### Problem
Search the data for "struct". Return each matching line.

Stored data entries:

********

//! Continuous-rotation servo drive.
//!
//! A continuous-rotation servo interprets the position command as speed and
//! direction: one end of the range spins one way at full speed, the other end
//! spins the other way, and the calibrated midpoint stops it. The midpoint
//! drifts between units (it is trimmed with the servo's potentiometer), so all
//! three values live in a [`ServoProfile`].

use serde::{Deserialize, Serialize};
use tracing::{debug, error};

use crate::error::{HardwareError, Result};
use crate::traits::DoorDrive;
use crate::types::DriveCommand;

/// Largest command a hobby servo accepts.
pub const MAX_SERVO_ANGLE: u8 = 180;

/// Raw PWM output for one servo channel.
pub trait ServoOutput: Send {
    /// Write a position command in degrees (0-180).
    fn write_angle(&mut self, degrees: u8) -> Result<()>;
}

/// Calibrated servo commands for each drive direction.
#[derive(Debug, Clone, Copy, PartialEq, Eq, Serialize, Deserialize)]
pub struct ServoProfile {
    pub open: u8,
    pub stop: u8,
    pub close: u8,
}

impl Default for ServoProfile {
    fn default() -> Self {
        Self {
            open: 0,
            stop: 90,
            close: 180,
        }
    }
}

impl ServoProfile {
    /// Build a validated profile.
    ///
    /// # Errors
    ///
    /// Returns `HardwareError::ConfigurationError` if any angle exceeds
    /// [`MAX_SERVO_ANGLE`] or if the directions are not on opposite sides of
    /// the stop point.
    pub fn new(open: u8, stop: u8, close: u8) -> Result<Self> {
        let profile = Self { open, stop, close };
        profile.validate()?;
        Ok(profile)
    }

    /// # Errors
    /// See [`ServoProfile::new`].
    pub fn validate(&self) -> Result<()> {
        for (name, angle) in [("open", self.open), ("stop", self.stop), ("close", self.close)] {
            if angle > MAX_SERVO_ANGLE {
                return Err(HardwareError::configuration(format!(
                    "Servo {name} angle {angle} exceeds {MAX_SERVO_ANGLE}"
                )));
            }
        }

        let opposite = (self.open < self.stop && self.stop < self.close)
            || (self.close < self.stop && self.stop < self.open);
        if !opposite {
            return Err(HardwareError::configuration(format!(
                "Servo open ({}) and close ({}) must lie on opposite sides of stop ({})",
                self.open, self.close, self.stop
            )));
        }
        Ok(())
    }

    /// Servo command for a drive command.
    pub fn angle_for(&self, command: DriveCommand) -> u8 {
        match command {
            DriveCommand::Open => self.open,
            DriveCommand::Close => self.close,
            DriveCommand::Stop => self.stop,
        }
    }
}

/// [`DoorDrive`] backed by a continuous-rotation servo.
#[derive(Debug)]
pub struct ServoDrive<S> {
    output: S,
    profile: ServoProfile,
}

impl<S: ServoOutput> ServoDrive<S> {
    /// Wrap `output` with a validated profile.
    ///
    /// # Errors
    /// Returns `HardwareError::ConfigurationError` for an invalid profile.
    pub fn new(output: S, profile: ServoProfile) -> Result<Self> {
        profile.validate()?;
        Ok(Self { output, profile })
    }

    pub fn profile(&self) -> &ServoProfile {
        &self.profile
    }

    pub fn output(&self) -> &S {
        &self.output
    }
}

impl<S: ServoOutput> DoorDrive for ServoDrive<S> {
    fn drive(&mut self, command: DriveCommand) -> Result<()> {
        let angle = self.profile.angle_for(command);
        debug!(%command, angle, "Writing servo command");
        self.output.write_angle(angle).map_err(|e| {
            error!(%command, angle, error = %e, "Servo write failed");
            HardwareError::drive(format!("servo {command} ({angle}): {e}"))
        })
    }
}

********

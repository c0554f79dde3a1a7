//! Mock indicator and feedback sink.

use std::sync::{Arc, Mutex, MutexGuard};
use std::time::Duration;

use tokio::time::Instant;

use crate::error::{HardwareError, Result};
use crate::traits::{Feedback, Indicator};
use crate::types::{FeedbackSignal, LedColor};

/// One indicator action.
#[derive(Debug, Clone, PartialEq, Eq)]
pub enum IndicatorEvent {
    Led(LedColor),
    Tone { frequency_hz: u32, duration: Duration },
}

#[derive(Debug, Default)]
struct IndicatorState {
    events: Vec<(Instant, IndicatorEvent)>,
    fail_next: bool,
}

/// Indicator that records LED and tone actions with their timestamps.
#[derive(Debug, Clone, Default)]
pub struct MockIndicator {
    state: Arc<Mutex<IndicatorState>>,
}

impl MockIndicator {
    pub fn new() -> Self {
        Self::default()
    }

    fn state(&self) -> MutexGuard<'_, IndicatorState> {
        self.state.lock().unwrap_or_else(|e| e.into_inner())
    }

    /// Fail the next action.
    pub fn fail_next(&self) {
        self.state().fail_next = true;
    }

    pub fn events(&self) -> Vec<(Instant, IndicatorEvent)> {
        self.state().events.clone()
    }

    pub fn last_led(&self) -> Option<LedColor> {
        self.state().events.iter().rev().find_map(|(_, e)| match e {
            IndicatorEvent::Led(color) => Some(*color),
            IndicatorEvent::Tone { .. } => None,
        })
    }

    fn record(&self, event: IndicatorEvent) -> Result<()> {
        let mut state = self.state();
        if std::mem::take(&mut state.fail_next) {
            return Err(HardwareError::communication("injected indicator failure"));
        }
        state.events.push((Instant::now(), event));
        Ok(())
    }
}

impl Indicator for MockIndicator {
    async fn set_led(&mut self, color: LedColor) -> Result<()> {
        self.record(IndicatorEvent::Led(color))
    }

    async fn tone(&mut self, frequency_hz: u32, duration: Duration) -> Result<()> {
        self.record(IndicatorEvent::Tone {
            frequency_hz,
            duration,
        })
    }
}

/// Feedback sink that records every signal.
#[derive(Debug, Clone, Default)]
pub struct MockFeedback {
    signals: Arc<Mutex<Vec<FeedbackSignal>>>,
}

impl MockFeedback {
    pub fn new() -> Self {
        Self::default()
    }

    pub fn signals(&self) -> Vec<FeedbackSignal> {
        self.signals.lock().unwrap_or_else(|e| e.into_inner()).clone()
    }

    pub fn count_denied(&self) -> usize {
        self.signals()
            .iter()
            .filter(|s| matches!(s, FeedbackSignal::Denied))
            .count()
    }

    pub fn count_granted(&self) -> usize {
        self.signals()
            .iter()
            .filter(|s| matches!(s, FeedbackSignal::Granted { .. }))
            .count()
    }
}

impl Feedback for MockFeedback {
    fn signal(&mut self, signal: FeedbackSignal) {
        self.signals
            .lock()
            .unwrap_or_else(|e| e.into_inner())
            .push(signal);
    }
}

********

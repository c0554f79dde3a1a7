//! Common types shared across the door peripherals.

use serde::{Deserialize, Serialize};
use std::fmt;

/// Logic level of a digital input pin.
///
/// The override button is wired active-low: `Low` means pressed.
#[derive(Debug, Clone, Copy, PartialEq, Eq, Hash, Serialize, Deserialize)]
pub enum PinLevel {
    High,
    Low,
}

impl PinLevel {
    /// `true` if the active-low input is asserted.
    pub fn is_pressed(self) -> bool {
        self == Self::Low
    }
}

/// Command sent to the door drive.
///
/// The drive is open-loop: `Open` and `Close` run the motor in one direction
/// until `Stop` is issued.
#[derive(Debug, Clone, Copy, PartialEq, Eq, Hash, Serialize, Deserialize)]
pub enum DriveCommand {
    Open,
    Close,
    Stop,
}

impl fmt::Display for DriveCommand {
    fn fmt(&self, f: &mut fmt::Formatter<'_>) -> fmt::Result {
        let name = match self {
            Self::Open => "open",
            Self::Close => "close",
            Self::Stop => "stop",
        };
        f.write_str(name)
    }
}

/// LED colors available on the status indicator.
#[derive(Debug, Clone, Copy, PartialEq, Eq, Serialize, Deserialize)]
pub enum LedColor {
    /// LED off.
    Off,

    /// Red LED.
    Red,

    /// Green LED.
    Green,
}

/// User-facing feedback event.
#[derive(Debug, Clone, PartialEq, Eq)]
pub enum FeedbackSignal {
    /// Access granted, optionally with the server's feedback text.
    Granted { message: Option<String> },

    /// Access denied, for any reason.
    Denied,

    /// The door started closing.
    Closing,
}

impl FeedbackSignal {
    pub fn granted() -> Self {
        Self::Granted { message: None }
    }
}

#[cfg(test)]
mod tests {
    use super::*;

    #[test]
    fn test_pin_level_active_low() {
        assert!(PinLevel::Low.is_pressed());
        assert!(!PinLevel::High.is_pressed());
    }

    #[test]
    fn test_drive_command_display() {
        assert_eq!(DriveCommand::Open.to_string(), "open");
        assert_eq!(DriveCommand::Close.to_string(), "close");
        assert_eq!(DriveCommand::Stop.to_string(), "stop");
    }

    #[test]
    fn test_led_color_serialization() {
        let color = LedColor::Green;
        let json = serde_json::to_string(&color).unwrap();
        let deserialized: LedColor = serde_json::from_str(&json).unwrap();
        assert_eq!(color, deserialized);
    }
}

********

### Solution for this problem
pub struct ServoProfile {
pub struct ServoDrive<S> {
struct IndicatorState {
pub struct MockIndicator {
pub struct MockFeedback {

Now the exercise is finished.